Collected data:
○ ○ ○ ○
//! Inspection runner - one pass over a zoo's enclosures.
//!
//! For every enclosure, in the zoo's order, the runner checks the enclosure
//! and then its animal. Both checks always run. A failed check closes the
//! enclosure, dispatches the right responders and records a warning line.
//! After the last enclosure the zoo-level line is appended.
//!
//! Any collaborator error aborts the run; lines gathered so far are dropped.

use log::{debug, info, warn};

use super::report::InspectionReport;
use super::status::StatusLine;
use crate::collaborators::{ImageRecognitionSystem, Zoo};
use crate::domain::{Enclosure, Subject};
use crate::error::Result;

/// Lines and warning flag accumulated while a run is in progress.
#[derive(Debug, Default)]
struct Tally {
    lines: Vec<StatusLine>,
    zoo_warning: bool,
}

impl Tally {
    fn warn(&mut self, line: StatusLine) {
        warn!("{}", line);
        self.lines.push(line);
        self.zoo_warning = true;
    }
}

/// A single inspection of one zoo.
///
/// Built fresh for every run and consumed by [`Inspection::run`], so no
/// state carries over between runs.
pub struct Inspection<'a> {
    zoo: &'a dyn Zoo,
    recognition: &'a dyn ImageRecognitionSystem,
}

impl<'a> Inspection<'a> {
    pub fn new(zoo: &'a dyn Zoo, recognition: &'a dyn ImageRecognitionSystem) -> Self {
        Self { zoo, recognition }
    }

    /// Inspect every enclosure and report.
    pub fn run(self) -> Result<InspectionReport> {
        info!("Starting inspection of zoo {}", self.zoo.id());
        let mut tally = Tally::default();

        for enclosure in self.zoo.enclosures()? {
            self.check_enclosure(&enclosure, &mut tally)?;
            self.check_animal(&enclosure, &mut tally)?;
        }

        let report = InspectionReport::conclude(self.zoo.id().clone(), tally.lines, tally.zoo_warning);
        info!(
            "Finished inspection of zoo {}: {} ({} warnings)",
            report.zoo_id,
            report.verdict(),
            report.warning_count()
        );
        Ok(report)
    }

    fn check_enclosure(&self, enclosure: &Enclosure, tally: &mut Tally) -> Result<()> {
        let picture = self.zoo.capture_picture_of(Subject::Enclosure(enclosure))?;
        let status = self.recognition.recognize_enclosure_status(enclosure, picture)?;
        debug!("Enclosure {} safe: {}", enclosure.id(), status.is_enclosure_safe());

        if !status.is_enclosure_safe() {
            self.zoo.close_enclosure(enclosure)?;
            self.zoo.request_security_to(enclosure)?;
            self.zoo.request_maintenance_crew_to(enclosure)?;
            tally.warn(StatusLine::EnclosureWarning(enclosure.id().clone()));
        }
        Ok(())
    }

    fn check_animal(&self, enclosure: &Enclosure, tally: &mut Tally) -> Result<()> {
        let animal = enclosure.animal();
        let picture = self.zoo.capture_picture_of(Subject::Animal(animal))?;
        let status = self.recognition.recognize_animal_status(animal, picture)?;
        debug!("Animal {} sick: {}", animal.name(), status.is_animal_sick());

        if status.is_animal_sick() {
            self.zoo.close_enclosure(enclosure)?;
            self.zoo.request_veterinary_to(animal)?;
            tally.warn(StatusLine::AnimalWarning(animal.name().to_string()));
        }
        Ok(())
    }
}
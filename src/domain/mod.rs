//! Domain types for the zoo inspector
//!
//! This module contains the values that flow between the inspection and
//! its collaborators:
//! - ZooId, EnclosureId, Enclosure, Animal: what gets inspected
//! - Subject, Picture: what the zoo's cameras capture
//! - EnclosureStatus, AnimalStatus: verdicts from the recognition system

pub mod picture;
pub mod verdict;
pub mod zoo;

pub use picture::{Picture, Subject};
pub use verdict::{AnimalStatus, EnclosureStatus};
pub use zoo::{Animal, Enclosure, EnclosureId, ZooId};
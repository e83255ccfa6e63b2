//! Verdicts returned by the image recognition system.

/// Whether an enclosure looks safe
#[derive(Debug, Clone, Copy, PartialEq, Eq)]
pub struct EnclosureStatus {
    safe: bool,
}

impl EnclosureStatus {
    pub fn safe() -> Self {
        Self { safe: true }
    }

    pub fn hazardous() -> Self {
        Self { safe: false }
    }

    pub fn from_safe(safe: bool) -> Self {
        Self { safe }
    }

    pub fn is_enclosure_safe(&self) -> bool {
        self.safe
    }
}

/// Whether an animal looks sick
#[derive(Debug, Clone, Copy, PartialEq, Eq)]
pub struct AnimalStatus {
    sick: bool,
}

impl AnimalStatus {
    pub fn healthy() -> Self {
        Self { sick: false }
    }

    pub fn sick() -> Self {
        Self { sick: true }
    }

    pub fn from_sick(sick: bool) -> Self {
        Self { sick }
    }

    pub fn is_animal_sick(&self) -> bool {
        self.sick
    }
}
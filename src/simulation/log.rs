//! Inspection logs that keep lines in memory or print them.

use std::io::{self, Write};
use std::sync::Mutex;

use colored::*;

use crate::collaborators::InspectionLog;
use crate::error::{InspectorError, Result};

/// Keeps every batch of lines it receives
#[derive(Debug, Default)]
pub struct MemoryLog {
    batches: Mutex<Vec<Vec<String>>>,
}

impl MemoryLog {
    pub fn new() -> Self {
        Self::default()
    }

    /// Logged batches, one per inspection, in call order
    pub fn batches(&self) -> Vec<Vec<String>> {
        self.batches
            .lock()
            .unwrap_or_else(|poisoned| poisoned.into_inner())
            .clone()
    }
}

impl InspectionLog for MemoryLog {
    fn log(&self, lines: &[String]) -> Result<()> {
        self.batches
            .lock()
            .map_err(|e| InspectorError::Log(e.to_string()))?
            .push(lines.to_vec());
        Ok(())
    }
}

/// Writes one status line per row, optionally colorizing the verdict
pub struct ConsoleLog<W: Write + Send = io::Stdout> {
    out: Mutex<W>,
    color: bool,
}

impl ConsoleLog<io::Stdout> {
    pub fn stdout(color: bool) -> Self {
        Self::new(io::stdout(), color)
    }
}

impl<W: Write + Send> ConsoleLog<W> {
    pub fn new(out: W, color: bool) -> Self {
        Self {
            out: Mutex::new(out),
            color,
        }
    }

    /// Give back the underlying writer
    pub fn into_inner(self) -> W {
        self.out.into_inner().unwrap_or_else(|poisoned| poisoned.into_inner())
    }

    fn paint(&self, line: &str) -> String {
        if !self.color {
            return line.to_string();
        }
        match line.rsplit_once('#') {
            Some((head, "WARNING")) => format!("{}#{}", head, "WARNING".red().bold()),
            Some((head, "OK")) => format!("{}#{}", head, "OK".green()),
            _ => line.to_string(),
        }
    }
}

impl<W: Write + Send> InspectionLog for ConsoleLog<W> {
    fn log(&self, lines: &[String]) -> Result<()> {
        let mut out = self.out.lock().map_err(|e| InspectorError::Log(e.to_string()))?;
        for line in lines {
            writeln!(out, "{}", self.paint(line))?;
        }
        out.flush()?;
        Ok(())
    }
}
//! Command-line argument parsing.
//!
//! A small surface: it only points at a config file and offers a couple
//! of overrides.

use std::path::PathBuf;

use bpaf::Bpaf;

#[derive(Debug, Clone, Bpaf)]
#[bpaf(options, version)]
pub struct Args {
    /// Path to the TOML configuration file
    #[bpaf(long, short('c'), argument("PATH"), fallback(PathBuf::from("/etc/urs485/config.toml")))]
    pub config: PathBuf,

    /// Stay attached to the controlling terminal instead of daemonizing
    #[bpaf(long)]
    pub foreground: bool,

    /// Override the configured log stream (e.g. "stderr", "syslog")
    #[bpaf(long, argument("STREAM"), optional)]
    pub log_stream: Option<String>,
}

pub fn parse() -> Args {
    args().run()
}
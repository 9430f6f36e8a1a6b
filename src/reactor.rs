//! The single-threaded cooperative reactor tying every other module
//! together: a `mio::Poll` event loop, a software timer wheel standing in
//! for a classic UCW-style `main_loop`: poll, then timers, USB events,
//! hotplug, and finally each switch's scheduler.

use std::collections::HashMap;
use std::io::ErrorKind;
use std::net::{IpAddr, Ipv6Addr, SocketAddr};
use std::path::PathBuf;
use std::time::Duration;

use log::{debug, error, info, warn};
use mio::net::TcpListener;
use mio::{Events, Interest, Poll, Token};

use crate::client::{self, Client};
use crate::config::DaemonConfig;
use crate::control::{self, IdentitySource};
use crate::error::{DaemonError, ModbusException};
use crate::message::{MessageArena, MessageId};
use crate::persist;
use crate::port::NUM_PORTS;
use crate::switch::Switch;
use crate::timer::{TimerKind, TimerWheel};
use crate::usb::{HotplugOutcome, UsbEngine};

/// Upper bound on how long `Poll::poll` may block when at least one switch
/// has an attached USB device: `rusb`'s safe API only exposes synchronous
/// transfers, so bulk RX is polled opportunistically on a short cadence
/// rather than woken by a genuine completion event (see `src/usb/mod.rs`).
const USB_POLL_INTERVAL: Duration = Duration::from_millis(10);

const TOKEN_LISTENER_BASE: usize = 0;
const TOKEN_CLIENT_BASE: usize = 1_000;
const TOKEN_USB_BASE: usize = 1_000_000;

pub struct Daemon {
    poll: Poll,
    events: Events,
    config: DaemonConfig,
    switches: Vec<Switch>,
    arena: MessageArena,
    listeners: HashMap<Token, (usize, u8, TcpListener)>,
    clients: HashMap<u64, Client>,
    client_tokens: HashMap<Token, u64>,
    next_client_id: u64,
    timers: TimerWheel,
    usb: UsbEngine,
}
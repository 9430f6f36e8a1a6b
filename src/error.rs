//! MODBUS exception codes and daemon-level fatal errors.

use thiserror::Error;

/// MODBUS exception codes the daemon is allowed to inject into a reply.
#[derive(Debug, Clone, Copy, PartialEq, Eq)]
pub enum ModbusException {
    IllegalFunction,
    IllegalDataAddress,
    IllegalDataValue,
    SlaveDeviceFailure,
    GatewayPathUnavailable,
    GatewayTargetDeviceFailed,
}

impl ModbusException {
    pub fn code(self) -> u8 {
        match self {
            ModbusException::IllegalFunction => 0x01,
            ModbusException::IllegalDataAddress => 0x02,
            ModbusException::IllegalDataValue => 0x03,
            ModbusException::SlaveDeviceFailure => 0x04,
            ModbusException::GatewayPathUnavailable => 0x0a,
            ModbusException::GatewayTargetDeviceFailed => 0x0b,
        }
    }
}

/// Fatal errors that can occur during daemon startup or teardown.
///
/// Per-request failures never use this type; they are surfaced as
/// [`ModbusException`] replies instead.
#[derive(Debug, Error)]
pub enum DaemonError {
    #[error("configuration error: {0}")]
    Config(String),

    #[error("cannot bind TCP listener on port {port}: {source}")]
    Listen {
        port: u16,
        #[source]
        source: std::io::Error,
    },

    #[error("cannot create poll instance: {0}")]
    Poll(#[source] std::io::Error),

    #[error("libusb error: {0}")]
    Usb(#[from] rusb::Error),

    #[error("persistent settings error: {0}")]
    Persist(#[source] std::io::Error),
}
○ ○ ○ ○
Considering the entries above, how many lines contain "short"? Give that number with nothing else.

# ANSWER TO THE EXERCISE:
2